Discussion de la première séance
42Dans cette séance, je pense que le patient a commencé par m’écarter, à la manière d’un enfant dont la mère s’est absentée et qui a besoin d’être cajolé pour retrouver le contact. Je pense qu’il avait besoin que je comprenne qu’il se sentait distant et irritable après une interruption, et qu’il s’était détourné de moi de la même manière qu’il l’avait fait pour sa partenaire. Je pense qu’il sentait en lui une certaine pression de ma part pour se montrer chaleureux et content de me revoir et que cela signifiait qu’il devait surmonter la froideur des sentiments occasionnée par mon absence. Son humeur grincheuse suggérait qu’il ne pouvait y arriver sans protester. À un niveau plus profond, j’ai pensé que son émoussement émotionnel était illustratif de sa manière de réagir à la perte et représentait quelque chose de mort et de dévitalisé dans son monde interne. Sous la pression de sa partenaire, il avait mis un peu d’ordre dans ses papiers et, ce faisant, il était tombé par hasard sur quelque chose en rapport avec moi, ce qui le surprit. Au départ, je pensais que ma tâche était de contenir ses angoisses face à la pression pour répondre d’une manière chaleureuse et vivante ; il semblait soulagé que je ne m’attende pas à ce qu’il m’aime et que je ne le rejette pas à mon tour comme il m’avait rejeté. Je pense que ce point s’applique aussi à ses sentiments à propos de la fin de l’analyse. Il était soulagé que je n’essaye pas de l’empêcher d’arrêter son analyse ni de l’influencer d’un côté ou de l’autre. Je crois, cependant, qu’il sentait une pression de ma part pour maintenir le cadre et qu’il ne croyait pas que je serais d’accord de réduire le nombre de séances. En abordant ces thèmes, je me sentais à certains moments mis sous une pression considérable qui était difficile à contenir. J’étais préoccupé que je puisse me tromper et de le mettre sous pression en suggérant qu’il eût besoin de continuer son analyse ou, au contraire, de le laisser partir trop facilement avant qu’il ne soit prêt.

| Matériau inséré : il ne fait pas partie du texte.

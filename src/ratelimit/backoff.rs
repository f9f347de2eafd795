//! Retry delay computation.
//!
//! Delays grow exponentially from a base with up to a second of random
//! jitter so that clients retrying the same failure spread out. A
//! server-supplied `Retry-After` hint always takes precedence.

use chrono::{DateTime, Utc};
use rand::Rng;
use std::time::Duration;

/// Upper bound on computed backoff. Server hints are not capped.
pub const MAX_RETRY_DELAY: Duration = Duration::from_millis(30_000);

/// Jitter is drawn uniformly from `[0, MAX_JITTER_MS)` milliseconds.
pub const MAX_JITTER_MS: u64 = 1_000;

/// Compute `min(base * 2^retry_count + jitter, MAX_RETRY_DELAY)`.
pub fn backoff_delay<R: Rng>(base: Duration, retry_count: u32, rng: &mut R) -> Duration {
    let base_ms = u64::try_from(base.as_millis()).unwrap_or(u64::MAX);
    let factor = 2u64.checked_pow(retry_count).unwrap_or(u64::MAX);
    let jitter = rng.gen_range(0..MAX_JITTER_MS);

    let delay_ms = base_ms.saturating_mul(factor).saturating_add(jitter);
    Duration::from_millis(delay_ms).min(MAX_RETRY_DELAY)
}

/// Pick the delay before retry number `retry_count + 1`.
pub fn retry_delay<R: Rng>(
    base: Duration,
    retry_count: u32,
    retry_after: Option<Duration>,
    rng: &mut R,
) -> Duration {
    match retry_after {
        Some(hint) => hint,
        None => backoff_delay(base, retry_count, rng),
    }
}

/// Parse an HTTP `Retry-After` header value.
///
/// Accepts delta-seconds (digits only) or an HTTP-date. Dates in the past
/// yield a zero delay. Returns `None` for anything unparseable, including
/// delta-seconds too large for a `u64`.
pub fn parse_retry_after(value: &str) -> Option<Duration> {
    parse_retry_after_at(value, Utc::now())
}

/// [`parse_retry_after`] against an explicit current time.
pub fn parse_retry_after_at(value: &str, now: DateTime<Utc>) -> Option<Duration> {
    let value = value.trim();
    if value.is_empty() {
        return None;
    }

    if value.bytes().all(|b| b.is_ascii_digit()) {
        return value.parse::<u64>().ok().map(Duration::from_secs);
    }

    let at = DateTime::parse_from_rfc2822(value).ok()?.with_timezone(&Utc);
    Some((at - now).to_std().unwrap_or(Duration::ZERO))
}

#[cfg(test)]
mod tests {
    use super::*;
    use rand::rngs::StdRng;
    use rand::SeedableRng;

    #[test]
    fn test_backoff_third_retry_within_jitter_range() {
        let mut rng = StdRng::seed_from_u64(7);

        for _ in 0..100 {
            let delay = backoff_delay(Duration::from_secs(1), 3, &mut rng);
            assert!(delay >= Duration::from_millis(8_000));
            assert!(delay < Duration::from_millis(9_000));
        }
    }

    #[test]
    fn test_backoff_is_capped() {
        let mut rng = StdRng::seed_from_u64(7);

        assert_eq!(backoff_delay(Duration::from_secs(1), 5, &mut rng), MAX_RETRY_DELAY);
        assert_eq!(backoff_delay(Duration::from_secs(1), 200, &mut rng), MAX_RETRY_DELAY);
    }

    #[test]
    fn test_zero_base_is_jitter_only() {
        let mut rng = StdRng::seed_from_u64(1);
        let delay = backoff_delay(Duration::ZERO, 4, &mut rng);
        assert!(delay < Duration::from_millis(MAX_JITTER_MS));
    }

    #[test]
    fn test_retry_after_hint_wins_uncapped() {
        let mut rng = StdRng::seed_from_u64(3);

        let delay = retry_delay(Duration::from_secs(1), 0, Some(Duration::from_secs(5)), &mut rng);
        assert_eq!(delay, Duration::from_millis(5_000));

        let delay = retry_delay(Duration::from_secs(1), 9, Some(Duration::from_secs(120)), &mut rng);
        assert_eq!(delay, Duration::from_secs(120));
    }

    #[test]
    fn test_parse_retry_after_seconds() {
        assert_eq!(parse_retry_after("120"), Some(Duration::from_secs(120)));
        assert_eq!(parse_retry_after(" 30 "), Some(Duration::from_secs(30)));
        assert_eq!(parse_retry_after("0"), Some(Duration::ZERO));
    }

    #[test]
    fn test_parse_retry_after_oversized_seconds() {
        assert_eq!(parse_retry_after("99999999999999999999999"), None);
        assert_eq!(
            parse_retry_after("18446744073709551615"),
            Some(Duration::from_secs(u64::MAX))
        );
    }

    #[test]
    fn test_parse_retry_after_rejects_non_digit_seconds() {
        assert_eq!(parse_retry_after("1.5"), None);
        assert_eq!(parse_retry_after("1e3"), None);
        assert_eq!(parse_retry_after("+5"), None);
    }

    #[test]
    fn test_parse_retry_after_http_date() {
        let now = DateTime::parse_from_rfc2822("Wed, 21 Oct 2015 07:28:00 GMT")
            .unwrap()
            .with_timezone(&Utc);

        assert_eq!(
            parse_retry_after_at("Wed, 21 Oct 2015 07:28:30 GMT", now),
            Some(Duration::from_secs(30))
        );
        assert_eq!(
            parse_retry_after_at("Wed, 21 Oct 2015 07:00:00 GMT", now),
            Some(Duration::ZERO)
        );
    }

    #[test]
    fn test_parse_retry_after_rejects_garbage() {
        assert_eq!(parse_retry_after(""), None);
        assert_eq!(parse_retry_after("-5"), None);
        assert_eq!(parse_retry_after("soon"), None);
        assert_eq!(parse_retry_after("inf"), None);
    }
}
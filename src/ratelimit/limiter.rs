//! Core rate limiter implementation.

use async_trait::async_trait;
use parking_lot::{Mutex, RwLock};
use std::time::Duration;
use tokio::time::{sleep, sleep_until, Instant};
use tracing::{debug, info, trace, warn};

use crate::config::{RateLimiterConfig, RateLimiterConfigUpdate};

use super::backoff;
use super::gate::RequestGate;
use super::window::RequestWindow;

/// Paces outbound requests against a sliding-window quota and a minimum
/// spacing between consecutive requests.
///
/// One limiter should be shared (via `Arc`) by every call site that spends
/// the same SevDesk account quota. Admissions are granted strictly in the
/// order [`acquire_slot`](Self::acquire_slot) is called, so concurrent tasks
/// can never push the window over `max_requests`.
pub struct RateLimiter {
    /// Held for the whole of an admission, including its waits
    admission: tokio::sync::Mutex<()>,
    /// Admitted requests and pacing state
    state: Mutex<LimiterState>,
    /// Current settings, replaced by `update_config`
    config: RwLock<RateLimiterConfig>,
}

#[derive(Debug, Default)]
struct LimiterState {
    requests: RequestWindow,
    last_request: Option<Instant>,
}

/// Shortest window the limiter enforces, whatever the configuration says.
const MIN_WINDOW: Duration = Duration::from_millis(1);

/// Window and quota actually enforced for `config`.
fn enforced_quota(config: &RateLimiterConfig) -> (Duration, usize) {
    (
        config.window().max(MIN_WINDOW),
        config.max_requests.max(1) as usize,
    )
}

/// Result of checking the quota at a given instant.
enum Admission {
    Granted,
    WaitUntil(Instant),
}

/// Snapshot of a limiter's window, as returned by [`RateLimiter::status`].
#[derive(Debug, Clone, Copy, PartialEq, Eq)]
pub struct RateLimiterStatus {
    /// Requests admitted within the current window
    pub requests_in_window: usize,
    /// How many of those were retries
    pub retries_in_window: usize,
    /// Configured quota
    pub max_requests: u32,
    /// Enforced window length
    pub window: Duration,
    /// Earliest instant at which an admission will not block
    pub next_available_slot: Instant,
    /// When this snapshot was taken
    pub observed_at: Instant,
}

impl RateLimiterStatus {
    /// Time an admission requested now would have to wait.
    pub fn wait_time(&self) -> Duration {
        self.next_available_slot
            .saturating_duration_since(self.observed_at)
    }
}

impl RateLimiter {
    /// Create a new rate limiter with the given settings.
    pub fn new(config: RateLimiterConfig) -> Self {
        Self {
            admission: tokio::sync::Mutex::new(()),
            state: Mutex::new(LimiterState::default()),
            config: RwLock::new(config),
        }
    }

    /// Create a rate limiter from defaults overridden by `update`.
    pub fn with_update(update: RateLimiterConfigUpdate) -> Self {
        Self::new(RateLimiterConfig::default().merge(update))
    }

    /// Get the current configuration.
    pub fn config(&self) -> RateLimiterConfig {
        *self.config.read()
    }

    /// Merge `update` into the current configuration.
    ///
    /// Already recorded requests are kept; the next admission decision is
    /// made against the new window and quota.
    pub fn update_config(&self, update: RateLimiterConfigUpdate) {
        let mut config = self.config.write();
        *config = config.merge(update);
        if let Err(e) = config.validate() {
            warn!(error = %e, "Invalid rate limiter configuration, enforcing at least one request per 1ms");
        }
        info!(
            max_requests = config.max_requests,
            window_ms = config.window_ms,
            min_delay_ms = config.min_delay_ms,
            max_retries = config.max_retries,
            base_retry_delay_ms = config.base_retry_delay_ms,
            "Rate limiter configuration updated"
        );
    }

    /// Wait until a request may be issued, then record it.
    ///
    /// Call this immediately before every outbound request. It never fails;
    /// it only delays.
    pub async fn acquire_slot(&self) {
        self.admit(0).await
    }

    /// Same as [`acquire_slot`](Self::acquire_slot) for retry number
    /// `retry_count` of a failed operation.
    pub async fn acquire_retry_slot(&self, retry_count: u32) {
        self.admit(retry_count).await
    }

    async fn admit(&self, retry_count: u32) {
        let _turn = self.admission.lock().await;

        if let Some(wait) = self.pacing_delay() {
            debug!(
                wait_ms = wait.as_millis() as u64,
                "Waiting for minimum request spacing"
            );
            sleep(wait).await;
        }

        loop {
            match self.try_admit(retry_count) {
                Admission::Granted => return,
                Admission::WaitUntil(until) => {
                    debug!(
                        wait_ms = until.saturating_duration_since(Instant::now()).as_millis() as u64,
                        "Request window full, waiting for oldest request to expire"
                    );
                    sleep_until(until).await;
                }
            }
        }
    }

    /// Remaining time before the minimum spacing since the last request
    /// has elapsed, if any.
    fn pacing_delay(&self) -> Option<Duration> {
        let config = self.config();
        let (window, _) = enforced_quota(&config);
        let now = Instant::now();

        let mut state = self.state.lock();
        state.requests.prune(now, window);

        let since_last = now.saturating_duration_since(state.last_request?);
        config
            .min_delay()
            .checked_sub(since_last)
            .filter(|wait| !wait.is_zero())
    }

    /// Record a request if the window has room, otherwise report when the
    /// oldest request leaves the window.
    fn try_admit(&self, retry_count: u32) -> Admission {
        let config = self.config();
        let (window, max_requests) = enforced_quota(&config);
        let now = Instant::now();

        let mut state = self.state.lock();
        state.requests.prune(now, window);

        if state.requests.len() >= max_requests {
            if let Some(until) = state.requests.oldest_expiry(window) {
                return Admission::WaitUntil(until);
            }
        }

        state.requests.push(now, retry_count);
        state.last_request = Some(now);

        trace!(
            requests_in_window = state.requests.len(),
            max_requests = max_requests,
            retry_count = retry_count,
            "Request admitted"
        );

        Admission::Granted
    }

    /// Whether another attempt is allowed after `retry_count` retries.
    pub fn should_retry(&self, retry_count: u32) -> bool {
        retry_count < self.config.read().max_retries
    }

    /// Delay before retrying after `retry_count` prior retries.
    ///
    /// A server-supplied `retry_after` is returned as is. Otherwise the
    /// delay is exponential in `retry_count` with jitter, capped at
    /// [`MAX_RETRY_DELAY`](super::backoff::MAX_RETRY_DELAY).
    pub fn compute_retry_delay(&self, retry_count: u32, retry_after: Option<Duration>) -> Duration {
        let base = self.config.read().base_retry_delay();
        backoff::retry_delay(base, retry_count, retry_after, &mut rand::thread_rng())
    }

    /// Inspect the current window. Expired requests are pruned first.
    pub fn status(&self) -> RateLimiterStatus {
        let config = self.config();
        let (window, max_requests) = enforced_quota(&config);
        let now = Instant::now();

        let mut state = self.state.lock();
        state.requests.prune(now, window);

        let mut next_available_slot = now;
        if let Some(last) = state.last_request {
            next_available_slot = next_available_slot.max(last + config.min_delay());
        }
        if state.requests.len() >= max_requests {
            if let Some(expiry) = state.requests.oldest_expiry(window) {
                next_available_slot = next_available_slot.max(expiry);
            }
        }

        RateLimiterStatus {
            requests_in_window: state.requests.len(),
            retries_in_window: state.requests.retries(),
            max_requests: config.max_requests,
            window,
            next_available_slot,
            observed_at: now,
        }
    }

    /// Forget every recorded request. The configuration is kept.
    pub fn reset(&self) {
        let mut state = self.state.lock();
        state.requests.clear();
        state.last_request = None;
        info!("Rate limiter state reset");
    }
}

impl Default for RateLimiter {
    fn default() -> Self {
        Self::new(RateLimiterConfig::default())
    }
}

#[async_trait]
impl RequestGate for RateLimiter {
    async fn acquire_slot(&self) {
        RateLimiter::acquire_slot(self).await
    }

    async fn acquire_retry_slot(&self, retry_count: u32) {
        RateLimiter::acquire_retry_slot(self, retry_count).await
    }

    fn should_retry(&self, retry_count: u32) -> bool {
        RateLimiter::should_retry(self, retry_count)
    }

    fn compute_retry_delay(&self, retry_count: u32, retry_after: Option<Duration>) -> Duration {
        RateLimiter::compute_retry_delay(self, retry_count, retry_after)
    }
}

43L’ambiance changea à propos de mes articles trouvés en rangeant son appartement, qu’il décida entre-temps de conserver. Il m’est apparu que, même si j’avais bien une place dans son monde interne, il ne pouvait pas me l’attribuer avec précision. Il ne m’a jamais dit où il avait trouvé mes travaux, ni même s’il les avait lus ou compris. Je pense que cette situation était liée à des événements traumatiques de son enfance dont il avait peu de souvenirs et de ressentis ; revécus dans le transfert, de nouveaux sentiments apparaissaient alors mais il ne savait pas bien que faire de ceux-là. Certains de ces sentiments touchaient au deuil et à la perte qu’éveillaient, au fur et à mesure qu’il en devenait plus conscient, mes absences et la crainte de me perdre. Quand mon patient essayait de faire de l’ordre dans ses papiers et devait décider lesquels garder et lesquels détruire, j’ai repensé à l’article de Melanie Klein sur la dépression (Klein, 1935) où elle décrit le tri des lettres de Mme A en tant que stade préliminaire du deuil. Je pense qu’il avait des sentiments encore trop émoussés et trop peu vivants pour qu’ils s’enracinent de façon vraiment claire en lui, et qu’au fond il n’arrivait pas à savoir vraiment ce qu’il pensait ni ce qu’il ressentait.
Deuxième séance
44Le patient commence la séance suivante de bonne humeur en disant que c’était amusant de monter la colline alors que les trous des égouts en réparation étaient bouchés par des couvercles en plastique. Quand on marchait dessus, ces couvercles rebondissaient et faisaient un drôle de bruit. C’était une belle journée, un peu frisquette et il se sentait bien. Il ajouta qu’il était agacé cependant par ma manière de tout interpréter en relation avec moi ; cela lui convenait de temps en temps, mais cela lui paraissait souvent forcé. Il savait que cela rendait les rapports plus directs mais il avait bien d’autres choses en tête. Comme il était très occupé, l’espace disponible pour moi s’en trouvait réduit. C’était déjà vendredi et il n’y aurait que deux séances cette semaine. Il y avait comme une rupture dans la continuité. Et il se pouvait qu’il manque une séance la semaine prochaine, peut-être mercredi ou jeudi. Son ami C venait avec son fils et il ne voulait pas interrompre le temps qu’il allait passer avec eux. Il s’attendait à ce que je voie cette absence comme une rétorsion pour mon absence, mais il n’était pas d’accord avec cela.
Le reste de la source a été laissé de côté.